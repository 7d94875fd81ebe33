//! Dataset rows
//!
//! A [`CampaignRow`] is one day of performance for one campaign from one
//! data source. Its identity is the [`RowKey`] `(date, entity_id,
//! data_source)`; the dataset holds at most one row per key.
//!
//! Derived metrics (CTR, average CPC, CPA, conversion rate) are never
//! trusted from input: [`DatasetRecord::recompute_derived`] rebuilds them
//! from the raw counters, yielding `None` whenever the denominator is zero.

use std::fmt::{self, Display, Formatter};
use std::str::FromStr;

use chrono::NaiveDate;
use serde::{Deserialize, Serialize};

use super::errors::DomainError;

// ============================================================================
// DataSource
// ============================================================================

/// Upstream source a row (and a watermark) belongs to
#[derive(Debug, Clone, Copy, PartialEq, Eq, Hash, PartialOrd, Ord, Serialize, Deserialize)]
#[serde(rename_all = "snake_case")]
pub enum DataSource {
    /// Search/display campaign performance
    GoogleAds,
    /// Local Services Ads leads
    GoogleLsa,
    /// Search term performance
    SearchTerms,
}

impl DataSource {
    /// All known sources, in state-file order
    pub const ALL: [DataSource; 3] = [Self::GoogleAds, Self::GoogleLsa, Self::SearchTerms];

    /// Wire/file name of the source
    #[must_use]
    pub const fn as_str(&self) -> &'static str {
        match self {
            Self::GoogleAds => "google_ads",
            Self::GoogleLsa => "google_lsa",
            Self::SearchTerms => "search_terms",
        }
    }
}

impl Display for DataSource {
    fn fmt(&self, f: &mut Formatter<'_>) -> fmt::Result {
        f.write_str(self.as_str())
    }
}

impl FromStr for DataSource {
    type Err = DomainError;

    fn from_str(s: &str) -> Result<Self, Self::Err> {
        Self::ALL
            .into_iter()
            .find(|source| source.as_str() == s)
            .ok_or_else(|| DomainError::UnknownDataSource(s.to_string()))
    }
}

// ============================================================================
// RowKey / DatasetRecord
// ============================================================================

/// Primary key of a dataset row
#[derive(Debug, Clone, PartialEq, Eq, Hash, PartialOrd, Ord)]
pub struct RowKey {
    pub date: NaiveDate,
    pub entity_id: String,
    pub data_source: DataSource,
}

/// Behaviour the merge pipeline needs from a row type
pub trait DatasetRecord {
    /// The row's `(date, entity_id, data_source)` key
    fn key(&self) -> RowKey;

    /// Calendar date the metrics belong to
    fn date(&self) -> NaiveDate;

    /// Source the row was fetched from
    fn data_source(&self) -> DataSource;

    /// Rebuild every derived metric from the raw counters
    fn recompute_derived(&mut self);
}

// ============================================================================
// CampaignRow
// ============================================================================

/// Daily campaign performance row
///
/// Field order is the column order of the persisted dataset.
#[derive(Debug, Clone, PartialEq, Serialize, Deserialize)]
pub struct CampaignRow {
    pub data_source: DataSource,
    pub date: NaiveDate,
    pub campaign_id: String,
    #[serde(default)]
    pub campaign_name: String,
    #[serde(default)]
    pub campaign_status: String,
    pub impressions: u64,
    pub clicks: u64,
    /// Spend in account currency units (not micros)
    pub cost: f64,
    pub conversions: f64,
    #[serde(default)]
    pub conversions_value: f64,
    #[serde(default)]
    pub all_conversions: f64,
    #[serde(default)]
    pub view_through_conversions: u64,
    #[serde(default)]
    pub ctr: Option<f64>,
    #[serde(default)]
    pub avg_cpc: Option<f64>,
    #[serde(default)]
    pub cpa: Option<f64>,
    #[serde(default)]
    pub conv_rate: Option<f64>,
    #[serde(default)]
    pub currency_code: String,
    #[serde(default)]
    pub schema_version: u32,
}

impl CampaignRow {
    /// Create a row with raw counters; derived metrics and enrichment
    /// fields start empty.
    #[must_use]
    pub fn new(
        data_source: DataSource,
        date: NaiveDate,
        campaign_id: impl Into<String>,
        impressions: u64,
        clicks: u64,
        cost: f64,
        conversions: f64,
    ) -> Self {
        Self {
            data_source,
            date,
            campaign_id: campaign_id.into(),
            campaign_name: String::new(),
            campaign_status: String::new(),
            impressions,
            clicks,
            cost,
            conversions,
            conversions_value: 0.0,
            all_conversions: 0.0,
            view_through_conversions: 0,
            ctr: None,
            avg_cpc: None,
            cpa: None,
            conv_rate: None,
            currency_code: String::new(),
            schema_version: 0,
        }
    }

    /// Set the campaign's display attributes
    #[must_use]
    pub fn with_campaign(mut self, name: impl Into<String>, status: impl Into<String>) -> Self {
        self.campaign_name = name.into();
        self.campaign_status = status.into();
        self
    }

    /// Stamp the client currency and current schema version
    pub fn enrich(&mut self, currency_code: &str, schema_version: u32) {
        self.currency_code = currency_code.to_string();
        self.schema_version = schema_version;
    }
}

impl DatasetRecord for CampaignRow {
    fn key(&self) -> RowKey {
        RowKey {
            date: self.date,
            entity_id: self.campaign_id.clone(),
            data_source: self.data_source,
        }
    }

    fn date(&self) -> NaiveDate {
        self.date
    }

    fn data_source(&self) -> DataSource {
        self.data_source
    }

    fn recompute_derived(&mut self) {
        let impressions = self.impressions as f64;
        let clicks = self.clicks as f64;

        self.ctr = ratio(clicks, impressions);
        self.avg_cpc = ratio(self.cost, clicks);
        self.cpa = ratio(self.cost, self.conversions);
        self.conv_rate = ratio(self.conversions, clicks);
    }
}

/// `numerator / denominator`, or `None` when the denominator is not positive
fn ratio(numerator: f64, denominator: f64) -> Option<f64> {
    (denominator > 0.0).then(|| numerator / denominator)
}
────────────────────────────────────────
Goal of the exercise:
All of the entries should be written out again exactly.

Response area:
repository 7d94875fd81ebe33
//! Dataset rows
//!
//! A [`CampaignRow`] is one day of performance for one campaign from one
//! data source. Its identity is the [`RowKey`] `(date, entity_id,
//! data_source)`; the dataset holds at most one row per key.
//!
//! Derived metrics (CTR, average CPC, CPA, conversion rate) are never
//! trusted from input: [`DatasetRecord::recompute_derived`] rebuilds them
//! from the raw counters, yielding `None` whenever the denominator is zero.

use std::fmt::{self, Display, Formatter};
use std::str::FromStr;

use chrono::NaiveDate;
use serde::{Deserialize, Serialize};

use super::errors::DomainError;

// ============================================================================
// DataSource
// ============================================================================

/// Upstream source a row (and a watermark) belongs to
#[derive(Debug, Clone, Copy, PartialEq, Eq, Hash, PartialOrd, Ord, Serialize, Deserialize)]
#[serde(rename_all = "snake_case")]
pub enum DataSource {
    /// Search/display campaign performance
    GoogleAds,
    /// Local Services Ads leads
    GoogleLsa,
    /// Search term performance
    SearchTerms,
}

impl DataSource {
    /// All known sources, in state-file order
    pub const ALL: [DataSource; 3] = [Self::GoogleAds, Self::GoogleLsa, Self::SearchTerms];

    /// Wire/file name of the source
    #[must_use]
    pub const fn as_str(&self) -> &'static str {
        match self {
            Self::GoogleAds => "google_ads",
            Self::GoogleLsa => "google_lsa",
            Self::SearchTerms => "search_terms",
        }
    }
}

impl Display for DataSource {
    fn fmt(&self, f: &mut Formatter<'_>) -> fmt::Result {
        f.write_str(self.as_str())
    }
}

impl FromStr for DataSource {
    type Err = DomainError;

    fn from_str(s: &str) -> Result<Self, Self::Err> {
        Self::ALL
            .into_iter()
            .find(|source| source.as_str() == s)
            .ok_or_else(|| DomainError::UnknownDataSource(s.to_string()))
    }
}

// ============================================================================
// RowKey / DatasetRecord
// ============================================================================

/// Primary key of a dataset row
#[derive(Debug, Clone, PartialEq, Eq, Hash, PartialOrd, Ord)]
pub struct RowKey {
    pub date: NaiveDate,
    pub entity_id: String,
    pub data_source: DataSource,
}

/// Behaviour the merge pipeline needs from a row type
pub trait DatasetRecord {
    /// The row's `(date, entity_id, data_source)` key
    fn key(&self) -> RowKey;

    /// Calendar date the metrics belong to
    fn date(&self) -> NaiveDate;

    /// Source the row was fetched from
    fn data_source(&self) -> DataSource;

    /// Rebuild every derived metric from the raw counters
    fn recompute_derived(&mut self);
}

// ============================================================================
// CampaignRow
// ============================================================================

/// Daily campaign performance row
///
/// Field order is the column order of the persisted dataset.
#[derive(Debug, Clone, PartialEq, Serialize, Deserialize)]
pub struct CampaignRow {
    pub data_source: DataSource,
    pub date: NaiveDate,
    pub campaign_id: String,
    #[serde(default)]
    pub campaign_name: String,
    #[serde(default)]
    pub campaign_status: String,
    pub impressions: u64,
    pub clicks: u64,
    /// Spend in account currency units (not micros)
    pub cost: f64,
    pub conversions: f64,
    #[serde(default)]
    pub conversions_value: f64,
    #[serde(default)]
    pub all_conversions: f64,
    #[serde(default)]
    pub view_through_conversions: u64,
    #[serde(default)]
    pub ctr: Option<f64>,
    #[serde(default)]
    pub avg_cpc: Option<f64>,
    #[serde(default)]
    pub cpa: Option<f64>,
    #[serde(default)]
    pub conv_rate: Option<f64>,
    #[serde(default)]
    pub currency_code: String,
    #[serde(default)]
    pub schema_version: u32,
}

impl CampaignRow {
    /// Create a row with raw counters; derived metrics and enrichment
    /// fields start empty.
    #[must_use]
    pub fn new(
        data_source: DataSource,
        date: NaiveDate,
        campaign_id: impl Into<String>,
        impressions: u64,
        clicks: u64,
        cost: f64,
        conversions: f64,
    ) -> Self {
        Self {
            data_source,
            date,
            campaign_id: campaign_id.into(),
            campaign_name: String::new(),
            campaign_status: String::new(),
            impressions,
            clicks,
            cost,
            conversions,
            conversions_value: 0.0,
            all_conversions: 0.0,
            view_through_conversions: 0,
            ctr: None,
            avg_cpc: None,
            cpa: None,
            conv_rate: None,
            currency_code: String::new(),
            schema_version: 0,
        }
    }

    /// Set the campaign's display attributes
    #[must_use]
    pub fn with_campaign(mut self, name: impl Into<String>, status: impl Into<String>) -> Self {
        self.campaign_name = name.into();
        self.campaign_status = status.into();
        self
    }

    /// Stamp the client currency and current schema version
    pub fn enrich(&mut self, currency_code: &str, schema_version: u32) {
        self.currency_code = currency_code.to_string();
        self.schema_version = schema_version;
    }
}

impl DatasetRecord for CampaignRow {
    fn key(&self) -> RowKey {
        RowKey {
            date: self.date,
            entity_id: self.campaign_id.clone(),
            data_source: self.data_source,
        }
    }

    fn date(&self) -> NaiveDate {
        self.date
    }

    fn data_source(&self) -> DataSource {
        self.data_source
    }

    fn recompute_derived(&mut self) {
        let impressions = self.impressions as f64;
        let clicks = self.clicks as f64;

        self.ctr = ratio(clicks, impressions);
        self.avg_cpc = ratio(self.cost, clicks);
        self.cpa = ratio(self.cost, self.conversions);
        self.conv_rate = ratio(self.conversions, clicks);
    }
}

/// `numerator / denominator`, or `None` when the denominator is not positive
fn ratio(numerator: f64, denominator: f64) -> Option<f64> {
    (denominator > 0.0).then(|| numerator / denominator)
}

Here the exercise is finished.